Excerpts from a dataset
■ ■ ■ ■ ■

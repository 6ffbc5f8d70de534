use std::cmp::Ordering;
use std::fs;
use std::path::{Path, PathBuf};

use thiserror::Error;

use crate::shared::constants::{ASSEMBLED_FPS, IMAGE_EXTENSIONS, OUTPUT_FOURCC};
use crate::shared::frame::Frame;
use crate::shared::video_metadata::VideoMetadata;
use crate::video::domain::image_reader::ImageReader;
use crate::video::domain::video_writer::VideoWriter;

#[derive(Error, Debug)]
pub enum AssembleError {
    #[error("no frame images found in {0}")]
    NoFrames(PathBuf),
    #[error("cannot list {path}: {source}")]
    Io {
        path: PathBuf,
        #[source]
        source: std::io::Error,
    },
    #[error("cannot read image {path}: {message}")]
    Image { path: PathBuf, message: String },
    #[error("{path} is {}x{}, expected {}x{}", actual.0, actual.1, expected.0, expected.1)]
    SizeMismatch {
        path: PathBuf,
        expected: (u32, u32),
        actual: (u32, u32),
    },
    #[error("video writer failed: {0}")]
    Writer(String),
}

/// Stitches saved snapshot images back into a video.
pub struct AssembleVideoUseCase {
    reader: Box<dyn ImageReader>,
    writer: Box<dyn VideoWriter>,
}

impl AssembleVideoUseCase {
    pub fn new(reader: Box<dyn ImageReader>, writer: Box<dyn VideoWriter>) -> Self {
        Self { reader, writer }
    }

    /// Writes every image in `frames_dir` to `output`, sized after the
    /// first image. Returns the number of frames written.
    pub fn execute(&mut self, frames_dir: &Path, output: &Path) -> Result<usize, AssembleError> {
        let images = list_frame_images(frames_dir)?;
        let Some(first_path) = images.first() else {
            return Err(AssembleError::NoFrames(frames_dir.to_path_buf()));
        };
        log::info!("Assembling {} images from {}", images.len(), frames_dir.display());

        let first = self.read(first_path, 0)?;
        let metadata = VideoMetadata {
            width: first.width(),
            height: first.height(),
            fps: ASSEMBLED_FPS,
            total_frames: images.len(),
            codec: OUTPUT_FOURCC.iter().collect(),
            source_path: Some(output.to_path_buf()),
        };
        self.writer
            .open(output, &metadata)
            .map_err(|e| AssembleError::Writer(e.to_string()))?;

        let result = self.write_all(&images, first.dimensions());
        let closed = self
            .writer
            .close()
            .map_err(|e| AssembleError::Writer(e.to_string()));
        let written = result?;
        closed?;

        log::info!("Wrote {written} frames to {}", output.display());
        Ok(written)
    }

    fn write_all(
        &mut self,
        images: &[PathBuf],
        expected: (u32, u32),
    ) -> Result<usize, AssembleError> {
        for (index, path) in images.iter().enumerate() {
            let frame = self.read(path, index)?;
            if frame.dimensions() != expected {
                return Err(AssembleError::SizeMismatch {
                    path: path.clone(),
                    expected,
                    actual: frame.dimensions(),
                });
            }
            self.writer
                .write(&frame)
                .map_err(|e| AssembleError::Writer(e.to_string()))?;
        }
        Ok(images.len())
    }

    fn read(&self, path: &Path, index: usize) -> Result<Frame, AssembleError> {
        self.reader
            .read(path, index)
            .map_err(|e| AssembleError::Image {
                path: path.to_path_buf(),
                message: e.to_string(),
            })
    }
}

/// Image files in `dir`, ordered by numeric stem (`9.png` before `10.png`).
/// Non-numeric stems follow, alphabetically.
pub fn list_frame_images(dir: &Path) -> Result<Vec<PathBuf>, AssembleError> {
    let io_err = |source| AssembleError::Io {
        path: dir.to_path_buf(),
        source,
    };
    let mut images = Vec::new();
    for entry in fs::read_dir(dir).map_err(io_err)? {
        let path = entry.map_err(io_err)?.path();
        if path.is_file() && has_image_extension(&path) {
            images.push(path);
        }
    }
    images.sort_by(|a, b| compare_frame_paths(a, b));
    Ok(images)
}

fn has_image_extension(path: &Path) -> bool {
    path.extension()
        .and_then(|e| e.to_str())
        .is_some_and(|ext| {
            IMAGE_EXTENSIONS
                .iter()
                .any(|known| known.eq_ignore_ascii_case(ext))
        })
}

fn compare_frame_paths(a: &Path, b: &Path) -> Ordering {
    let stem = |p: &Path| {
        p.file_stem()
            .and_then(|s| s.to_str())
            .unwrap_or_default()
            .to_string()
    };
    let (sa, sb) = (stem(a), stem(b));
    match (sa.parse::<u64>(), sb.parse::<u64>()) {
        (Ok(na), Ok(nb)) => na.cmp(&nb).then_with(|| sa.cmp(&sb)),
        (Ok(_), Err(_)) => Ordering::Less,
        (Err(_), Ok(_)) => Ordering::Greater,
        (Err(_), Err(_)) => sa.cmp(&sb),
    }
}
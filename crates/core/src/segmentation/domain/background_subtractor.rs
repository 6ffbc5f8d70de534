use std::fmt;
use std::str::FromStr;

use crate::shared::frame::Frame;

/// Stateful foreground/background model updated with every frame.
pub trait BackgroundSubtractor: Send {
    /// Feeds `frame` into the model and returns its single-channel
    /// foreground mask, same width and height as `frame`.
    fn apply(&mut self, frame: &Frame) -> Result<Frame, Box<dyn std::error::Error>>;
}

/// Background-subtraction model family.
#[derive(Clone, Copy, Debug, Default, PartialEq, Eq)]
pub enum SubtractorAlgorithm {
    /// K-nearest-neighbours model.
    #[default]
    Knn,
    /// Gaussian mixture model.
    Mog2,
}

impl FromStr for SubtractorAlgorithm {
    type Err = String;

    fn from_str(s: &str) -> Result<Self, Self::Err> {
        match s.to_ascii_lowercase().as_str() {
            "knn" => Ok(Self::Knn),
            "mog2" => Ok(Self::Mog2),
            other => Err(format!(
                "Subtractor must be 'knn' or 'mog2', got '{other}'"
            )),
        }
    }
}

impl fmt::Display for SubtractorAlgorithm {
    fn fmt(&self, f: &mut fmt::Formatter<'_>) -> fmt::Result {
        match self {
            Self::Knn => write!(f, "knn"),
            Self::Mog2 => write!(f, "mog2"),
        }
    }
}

■ ■ ■ ■ ■

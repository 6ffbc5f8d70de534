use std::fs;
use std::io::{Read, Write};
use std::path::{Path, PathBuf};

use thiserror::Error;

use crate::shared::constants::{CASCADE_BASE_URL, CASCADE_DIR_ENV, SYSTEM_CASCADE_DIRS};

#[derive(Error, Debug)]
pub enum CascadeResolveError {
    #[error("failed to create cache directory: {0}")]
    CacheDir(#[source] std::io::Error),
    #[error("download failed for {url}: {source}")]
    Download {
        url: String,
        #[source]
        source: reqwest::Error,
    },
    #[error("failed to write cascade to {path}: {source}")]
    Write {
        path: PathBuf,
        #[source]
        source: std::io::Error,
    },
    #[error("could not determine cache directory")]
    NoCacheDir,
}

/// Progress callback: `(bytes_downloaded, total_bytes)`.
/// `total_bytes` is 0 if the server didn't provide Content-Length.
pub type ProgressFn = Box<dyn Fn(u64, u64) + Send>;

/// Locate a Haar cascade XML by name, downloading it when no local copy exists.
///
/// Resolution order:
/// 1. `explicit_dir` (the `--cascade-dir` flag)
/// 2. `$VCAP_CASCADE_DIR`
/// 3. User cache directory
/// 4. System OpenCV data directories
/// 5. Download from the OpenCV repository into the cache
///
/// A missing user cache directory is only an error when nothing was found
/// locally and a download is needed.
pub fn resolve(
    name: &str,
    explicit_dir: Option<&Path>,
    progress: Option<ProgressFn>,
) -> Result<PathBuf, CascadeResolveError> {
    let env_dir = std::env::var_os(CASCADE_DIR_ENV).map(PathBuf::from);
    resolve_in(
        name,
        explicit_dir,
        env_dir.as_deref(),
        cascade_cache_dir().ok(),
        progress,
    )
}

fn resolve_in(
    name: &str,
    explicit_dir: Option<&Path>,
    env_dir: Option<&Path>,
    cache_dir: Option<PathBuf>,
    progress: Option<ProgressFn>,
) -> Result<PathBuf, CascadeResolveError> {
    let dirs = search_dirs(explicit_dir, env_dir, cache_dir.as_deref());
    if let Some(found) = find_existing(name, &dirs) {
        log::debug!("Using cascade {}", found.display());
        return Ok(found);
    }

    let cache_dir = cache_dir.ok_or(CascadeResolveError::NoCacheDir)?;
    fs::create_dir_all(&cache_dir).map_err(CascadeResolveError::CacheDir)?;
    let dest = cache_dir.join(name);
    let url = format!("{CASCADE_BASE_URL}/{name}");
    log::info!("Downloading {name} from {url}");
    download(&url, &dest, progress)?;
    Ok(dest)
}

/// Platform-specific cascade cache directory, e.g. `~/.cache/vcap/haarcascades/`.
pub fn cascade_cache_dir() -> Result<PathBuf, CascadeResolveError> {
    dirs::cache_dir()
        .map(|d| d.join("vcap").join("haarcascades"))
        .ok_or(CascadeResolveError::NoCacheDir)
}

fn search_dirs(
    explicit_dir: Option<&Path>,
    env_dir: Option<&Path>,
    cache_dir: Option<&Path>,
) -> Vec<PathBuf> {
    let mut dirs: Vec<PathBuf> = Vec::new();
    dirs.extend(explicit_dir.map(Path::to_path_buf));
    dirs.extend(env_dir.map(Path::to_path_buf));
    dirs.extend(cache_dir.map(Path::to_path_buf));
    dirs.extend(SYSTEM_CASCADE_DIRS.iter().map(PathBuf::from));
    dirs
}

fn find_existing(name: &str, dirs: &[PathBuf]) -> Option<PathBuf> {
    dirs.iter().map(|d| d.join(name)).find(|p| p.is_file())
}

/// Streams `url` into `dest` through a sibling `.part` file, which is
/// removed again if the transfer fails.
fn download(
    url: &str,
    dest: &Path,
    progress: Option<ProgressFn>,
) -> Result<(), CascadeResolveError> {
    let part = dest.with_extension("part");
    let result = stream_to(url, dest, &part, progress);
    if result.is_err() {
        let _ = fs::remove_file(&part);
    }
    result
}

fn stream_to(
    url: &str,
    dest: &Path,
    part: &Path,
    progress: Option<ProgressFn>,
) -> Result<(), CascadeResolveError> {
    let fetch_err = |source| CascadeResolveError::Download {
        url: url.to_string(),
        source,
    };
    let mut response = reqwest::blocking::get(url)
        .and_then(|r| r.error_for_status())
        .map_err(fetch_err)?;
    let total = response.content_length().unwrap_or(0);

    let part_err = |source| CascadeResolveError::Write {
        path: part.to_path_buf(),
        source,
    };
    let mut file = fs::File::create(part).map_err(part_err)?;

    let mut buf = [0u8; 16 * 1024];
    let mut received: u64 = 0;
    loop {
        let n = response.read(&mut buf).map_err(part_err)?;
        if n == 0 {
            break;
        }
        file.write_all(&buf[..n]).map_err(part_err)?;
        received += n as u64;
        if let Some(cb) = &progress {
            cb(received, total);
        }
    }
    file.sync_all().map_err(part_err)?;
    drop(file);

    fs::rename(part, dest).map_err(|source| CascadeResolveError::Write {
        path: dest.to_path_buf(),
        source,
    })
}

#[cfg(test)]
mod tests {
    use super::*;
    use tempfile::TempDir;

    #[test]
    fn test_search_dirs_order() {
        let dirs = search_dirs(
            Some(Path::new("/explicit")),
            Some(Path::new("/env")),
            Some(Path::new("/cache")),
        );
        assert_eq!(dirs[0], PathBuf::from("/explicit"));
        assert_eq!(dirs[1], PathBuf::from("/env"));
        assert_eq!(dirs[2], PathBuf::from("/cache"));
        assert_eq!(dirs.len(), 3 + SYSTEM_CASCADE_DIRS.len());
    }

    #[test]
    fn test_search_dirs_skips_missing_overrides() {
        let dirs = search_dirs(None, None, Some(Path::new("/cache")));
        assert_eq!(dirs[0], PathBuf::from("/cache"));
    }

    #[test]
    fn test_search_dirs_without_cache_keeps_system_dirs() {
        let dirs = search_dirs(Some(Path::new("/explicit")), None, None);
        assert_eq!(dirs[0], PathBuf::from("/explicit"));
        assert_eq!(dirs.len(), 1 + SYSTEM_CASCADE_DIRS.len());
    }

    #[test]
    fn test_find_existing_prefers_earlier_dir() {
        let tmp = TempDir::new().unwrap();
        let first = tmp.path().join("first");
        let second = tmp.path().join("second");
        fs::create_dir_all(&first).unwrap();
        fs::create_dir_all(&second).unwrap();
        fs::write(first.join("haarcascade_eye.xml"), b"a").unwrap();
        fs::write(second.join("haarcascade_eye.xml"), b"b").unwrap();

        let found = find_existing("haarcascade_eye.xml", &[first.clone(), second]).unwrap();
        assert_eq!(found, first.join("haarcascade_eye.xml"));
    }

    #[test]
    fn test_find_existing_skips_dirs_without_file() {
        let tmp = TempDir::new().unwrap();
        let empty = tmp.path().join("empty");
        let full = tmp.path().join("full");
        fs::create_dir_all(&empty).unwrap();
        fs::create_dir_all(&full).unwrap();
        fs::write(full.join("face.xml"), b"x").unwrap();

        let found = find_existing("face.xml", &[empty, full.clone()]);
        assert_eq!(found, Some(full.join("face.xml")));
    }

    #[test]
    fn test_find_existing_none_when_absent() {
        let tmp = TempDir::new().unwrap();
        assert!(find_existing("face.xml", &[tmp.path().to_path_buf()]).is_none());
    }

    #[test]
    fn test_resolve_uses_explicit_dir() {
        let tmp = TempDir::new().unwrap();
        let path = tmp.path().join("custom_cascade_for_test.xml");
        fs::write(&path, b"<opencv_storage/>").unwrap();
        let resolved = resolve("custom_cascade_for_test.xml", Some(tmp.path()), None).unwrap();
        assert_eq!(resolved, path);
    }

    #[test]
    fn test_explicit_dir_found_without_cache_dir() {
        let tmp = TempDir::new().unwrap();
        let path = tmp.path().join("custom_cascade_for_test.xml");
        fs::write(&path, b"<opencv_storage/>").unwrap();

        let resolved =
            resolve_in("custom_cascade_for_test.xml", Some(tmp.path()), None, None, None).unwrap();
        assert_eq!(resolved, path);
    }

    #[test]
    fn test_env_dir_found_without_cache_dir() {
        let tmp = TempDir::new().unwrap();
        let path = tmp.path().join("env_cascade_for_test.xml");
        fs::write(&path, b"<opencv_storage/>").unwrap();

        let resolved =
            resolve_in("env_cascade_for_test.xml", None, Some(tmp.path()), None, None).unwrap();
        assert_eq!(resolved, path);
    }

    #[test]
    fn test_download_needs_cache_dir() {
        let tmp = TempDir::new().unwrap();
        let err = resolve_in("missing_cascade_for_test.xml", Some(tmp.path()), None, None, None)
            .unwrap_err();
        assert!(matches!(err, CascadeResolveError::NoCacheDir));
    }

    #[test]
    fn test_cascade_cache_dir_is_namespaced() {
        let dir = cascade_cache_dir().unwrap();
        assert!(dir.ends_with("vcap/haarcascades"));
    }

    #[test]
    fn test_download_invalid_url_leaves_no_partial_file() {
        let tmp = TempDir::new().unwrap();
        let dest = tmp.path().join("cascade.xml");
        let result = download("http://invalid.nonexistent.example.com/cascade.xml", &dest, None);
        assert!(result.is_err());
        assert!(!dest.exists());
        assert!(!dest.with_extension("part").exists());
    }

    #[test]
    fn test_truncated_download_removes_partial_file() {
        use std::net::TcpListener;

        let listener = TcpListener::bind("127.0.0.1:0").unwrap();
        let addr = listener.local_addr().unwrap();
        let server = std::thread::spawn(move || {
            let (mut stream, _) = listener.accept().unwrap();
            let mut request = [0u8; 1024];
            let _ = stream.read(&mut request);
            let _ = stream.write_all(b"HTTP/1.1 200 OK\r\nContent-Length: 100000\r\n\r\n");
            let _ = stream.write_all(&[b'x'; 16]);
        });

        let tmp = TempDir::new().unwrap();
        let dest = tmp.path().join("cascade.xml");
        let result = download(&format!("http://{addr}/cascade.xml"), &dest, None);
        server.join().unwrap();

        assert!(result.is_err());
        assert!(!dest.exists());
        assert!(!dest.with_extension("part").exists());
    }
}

■ ■ ■ ■ ■

(EXERCISE PROMPT)
In the data above, how many lines contain the word "model"? Write the number only.

(OUTPUT FOR THIS TASK)
5